**ASSIGNED TASK**
Taking the line with "filename orchestrator/core/src/domain/event.rs" as the first and the line with "of a request." as the last, set down exactly every line in that range from the entries below, and no more.

Entries taken from a collection
----

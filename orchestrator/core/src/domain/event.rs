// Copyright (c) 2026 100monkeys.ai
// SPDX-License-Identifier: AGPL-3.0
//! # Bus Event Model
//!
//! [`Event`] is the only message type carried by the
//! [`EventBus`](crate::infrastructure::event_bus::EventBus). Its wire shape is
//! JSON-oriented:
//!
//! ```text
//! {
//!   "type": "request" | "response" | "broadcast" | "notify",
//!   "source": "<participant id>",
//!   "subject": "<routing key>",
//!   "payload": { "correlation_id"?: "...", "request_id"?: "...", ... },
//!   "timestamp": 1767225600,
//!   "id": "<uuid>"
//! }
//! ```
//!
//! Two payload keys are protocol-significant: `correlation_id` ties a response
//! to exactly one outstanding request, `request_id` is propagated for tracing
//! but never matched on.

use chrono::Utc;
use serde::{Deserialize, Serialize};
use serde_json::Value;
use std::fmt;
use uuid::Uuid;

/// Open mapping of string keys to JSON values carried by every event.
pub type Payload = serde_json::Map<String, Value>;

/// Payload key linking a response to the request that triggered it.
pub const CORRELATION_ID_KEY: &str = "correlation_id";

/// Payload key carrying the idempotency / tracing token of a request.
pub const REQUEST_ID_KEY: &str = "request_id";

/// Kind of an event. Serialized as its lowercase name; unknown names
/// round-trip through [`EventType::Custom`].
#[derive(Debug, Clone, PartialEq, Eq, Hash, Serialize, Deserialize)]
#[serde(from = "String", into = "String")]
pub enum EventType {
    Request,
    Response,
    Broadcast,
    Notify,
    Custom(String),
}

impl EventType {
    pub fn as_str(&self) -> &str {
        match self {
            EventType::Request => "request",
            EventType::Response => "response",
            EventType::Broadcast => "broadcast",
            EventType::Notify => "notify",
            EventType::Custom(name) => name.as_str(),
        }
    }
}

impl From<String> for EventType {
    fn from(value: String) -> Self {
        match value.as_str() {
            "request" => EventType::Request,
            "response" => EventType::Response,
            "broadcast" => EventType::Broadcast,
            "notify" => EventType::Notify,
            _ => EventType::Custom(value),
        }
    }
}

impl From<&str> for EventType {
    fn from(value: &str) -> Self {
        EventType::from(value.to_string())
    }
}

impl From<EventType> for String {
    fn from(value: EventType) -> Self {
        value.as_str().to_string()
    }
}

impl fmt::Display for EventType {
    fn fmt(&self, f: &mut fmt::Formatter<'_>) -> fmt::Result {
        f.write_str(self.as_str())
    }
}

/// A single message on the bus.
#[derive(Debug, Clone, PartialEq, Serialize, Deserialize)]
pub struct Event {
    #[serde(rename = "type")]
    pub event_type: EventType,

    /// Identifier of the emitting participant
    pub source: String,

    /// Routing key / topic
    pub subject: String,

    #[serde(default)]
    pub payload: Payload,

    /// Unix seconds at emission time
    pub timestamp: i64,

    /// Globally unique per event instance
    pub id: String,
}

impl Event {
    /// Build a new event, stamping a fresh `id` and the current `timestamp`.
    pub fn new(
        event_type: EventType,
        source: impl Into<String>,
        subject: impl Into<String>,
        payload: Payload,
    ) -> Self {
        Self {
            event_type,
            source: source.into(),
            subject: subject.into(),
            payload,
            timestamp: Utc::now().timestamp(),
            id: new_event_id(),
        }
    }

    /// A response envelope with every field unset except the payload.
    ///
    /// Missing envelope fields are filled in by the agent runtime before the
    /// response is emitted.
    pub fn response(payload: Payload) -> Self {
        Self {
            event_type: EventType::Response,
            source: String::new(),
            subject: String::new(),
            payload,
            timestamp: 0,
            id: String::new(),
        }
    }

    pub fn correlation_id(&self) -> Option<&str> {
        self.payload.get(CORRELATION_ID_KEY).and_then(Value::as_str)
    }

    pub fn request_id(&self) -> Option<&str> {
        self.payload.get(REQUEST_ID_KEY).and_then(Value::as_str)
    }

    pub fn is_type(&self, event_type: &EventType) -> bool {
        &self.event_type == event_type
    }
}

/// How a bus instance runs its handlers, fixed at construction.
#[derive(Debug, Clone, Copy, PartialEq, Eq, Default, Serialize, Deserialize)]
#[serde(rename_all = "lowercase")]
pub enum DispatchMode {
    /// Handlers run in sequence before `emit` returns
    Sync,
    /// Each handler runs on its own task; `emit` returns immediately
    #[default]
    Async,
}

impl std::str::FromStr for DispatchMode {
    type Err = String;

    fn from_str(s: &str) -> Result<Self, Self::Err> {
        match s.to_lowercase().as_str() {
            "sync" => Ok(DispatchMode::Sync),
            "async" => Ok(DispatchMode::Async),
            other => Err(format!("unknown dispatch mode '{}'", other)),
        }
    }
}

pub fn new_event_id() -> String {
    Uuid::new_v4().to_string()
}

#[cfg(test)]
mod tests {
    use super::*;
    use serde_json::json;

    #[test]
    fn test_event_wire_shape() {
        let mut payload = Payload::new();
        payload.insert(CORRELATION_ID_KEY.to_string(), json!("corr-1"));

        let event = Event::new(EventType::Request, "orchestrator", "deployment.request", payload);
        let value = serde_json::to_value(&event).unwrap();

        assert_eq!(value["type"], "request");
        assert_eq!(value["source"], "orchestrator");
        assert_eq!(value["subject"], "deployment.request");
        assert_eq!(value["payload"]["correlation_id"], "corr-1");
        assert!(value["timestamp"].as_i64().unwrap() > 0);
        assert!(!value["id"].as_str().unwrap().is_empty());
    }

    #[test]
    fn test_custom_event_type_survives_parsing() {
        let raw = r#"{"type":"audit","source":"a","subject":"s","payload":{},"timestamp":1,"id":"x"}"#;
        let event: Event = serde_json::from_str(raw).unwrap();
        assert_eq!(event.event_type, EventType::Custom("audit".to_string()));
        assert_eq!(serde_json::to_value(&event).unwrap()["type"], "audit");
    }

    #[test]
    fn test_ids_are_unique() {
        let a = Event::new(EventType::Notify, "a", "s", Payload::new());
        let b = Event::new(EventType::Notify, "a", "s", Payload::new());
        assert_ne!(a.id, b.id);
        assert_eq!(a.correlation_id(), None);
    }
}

----

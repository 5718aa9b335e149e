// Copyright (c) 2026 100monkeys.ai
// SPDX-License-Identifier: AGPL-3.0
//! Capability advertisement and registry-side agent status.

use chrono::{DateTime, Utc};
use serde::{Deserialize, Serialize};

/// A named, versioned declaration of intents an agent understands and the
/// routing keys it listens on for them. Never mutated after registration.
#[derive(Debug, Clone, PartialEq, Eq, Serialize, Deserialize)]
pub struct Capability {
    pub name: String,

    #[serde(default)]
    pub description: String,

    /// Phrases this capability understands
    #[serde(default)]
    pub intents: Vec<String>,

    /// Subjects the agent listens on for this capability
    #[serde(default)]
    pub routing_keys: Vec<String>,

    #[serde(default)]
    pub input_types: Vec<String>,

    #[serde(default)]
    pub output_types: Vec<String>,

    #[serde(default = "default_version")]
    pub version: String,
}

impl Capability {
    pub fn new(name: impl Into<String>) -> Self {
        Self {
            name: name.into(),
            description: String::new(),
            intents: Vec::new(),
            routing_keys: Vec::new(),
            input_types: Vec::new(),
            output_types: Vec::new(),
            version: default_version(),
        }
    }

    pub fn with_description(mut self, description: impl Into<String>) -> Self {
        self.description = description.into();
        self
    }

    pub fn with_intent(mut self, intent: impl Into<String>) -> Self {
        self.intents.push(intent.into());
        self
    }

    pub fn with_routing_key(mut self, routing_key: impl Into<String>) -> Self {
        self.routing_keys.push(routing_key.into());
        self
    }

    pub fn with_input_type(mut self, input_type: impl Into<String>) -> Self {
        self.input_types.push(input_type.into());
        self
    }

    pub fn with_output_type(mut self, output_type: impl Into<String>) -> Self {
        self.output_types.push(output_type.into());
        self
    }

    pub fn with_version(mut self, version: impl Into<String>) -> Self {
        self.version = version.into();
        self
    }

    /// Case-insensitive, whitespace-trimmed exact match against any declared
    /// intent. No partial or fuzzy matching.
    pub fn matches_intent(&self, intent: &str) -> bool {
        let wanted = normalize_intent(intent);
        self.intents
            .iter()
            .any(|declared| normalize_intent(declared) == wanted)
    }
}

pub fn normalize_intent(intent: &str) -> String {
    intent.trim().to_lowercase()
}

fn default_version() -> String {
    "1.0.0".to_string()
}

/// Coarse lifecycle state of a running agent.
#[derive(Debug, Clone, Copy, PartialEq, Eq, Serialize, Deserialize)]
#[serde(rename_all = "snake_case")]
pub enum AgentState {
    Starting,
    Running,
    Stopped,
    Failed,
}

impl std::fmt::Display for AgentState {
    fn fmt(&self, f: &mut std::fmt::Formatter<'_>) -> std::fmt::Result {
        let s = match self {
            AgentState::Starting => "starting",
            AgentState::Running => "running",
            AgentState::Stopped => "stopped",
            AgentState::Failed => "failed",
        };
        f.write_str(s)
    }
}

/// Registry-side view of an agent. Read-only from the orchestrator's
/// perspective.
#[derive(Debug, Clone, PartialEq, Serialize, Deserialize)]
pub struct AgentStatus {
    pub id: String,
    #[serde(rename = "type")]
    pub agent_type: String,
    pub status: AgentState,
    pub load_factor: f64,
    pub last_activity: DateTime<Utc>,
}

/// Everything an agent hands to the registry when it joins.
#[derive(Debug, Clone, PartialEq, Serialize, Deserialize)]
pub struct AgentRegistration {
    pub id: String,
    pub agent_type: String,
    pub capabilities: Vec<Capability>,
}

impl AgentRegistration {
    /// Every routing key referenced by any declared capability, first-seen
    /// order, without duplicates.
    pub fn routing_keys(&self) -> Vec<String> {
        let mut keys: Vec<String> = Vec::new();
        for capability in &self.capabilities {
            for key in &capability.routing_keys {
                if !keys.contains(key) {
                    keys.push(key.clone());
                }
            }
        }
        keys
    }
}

----

**WORKED SOLUTION**
filename orchestrator/core/src/domain/event.rs
// Copyright (c) 2026 100monkeys.ai
// SPDX-License-Identifier: AGPL-3.0
//! # Bus Event Model
//!
//! [`Event`] is the only message type carried by the
//! [`EventBus`](crate::infrastructure::event_bus::EventBus). Its wire shape is
//! JSON-oriented:
//!
//! ```text
//! {
//!   "type": "request" | "response" | "broadcast" | "notify",
//!   "source": "<participant id>",
//!   "subject": "<routing key>",
//!   "payload": { "correlation_id"?: "...", "request_id"?: "...", ... },
//!   "timestamp": 1767225600,
//!   "id": "<uuid>"
//! }
//! ```
//!
//! Two payload keys are protocol-significant: `correlation_id` ties a response
//! to exactly one outstanding request, `request_id` is propagated for tracing
//! but never matched on.

use chrono::Utc;
use serde::{Deserialize, Serialize};
use serde_json::Value;
use std::fmt;
use uuid::Uuid;

/// Open mapping of string keys to JSON values carried by every event.
pub type Payload = serde_json::Map<String, Value>;

/// Payload key linking a response to the request that triggered it.
pub const CORRELATION_ID_KEY: &str = "correlation_id";

/// Payload key carrying the idempotency / tracing token of a request.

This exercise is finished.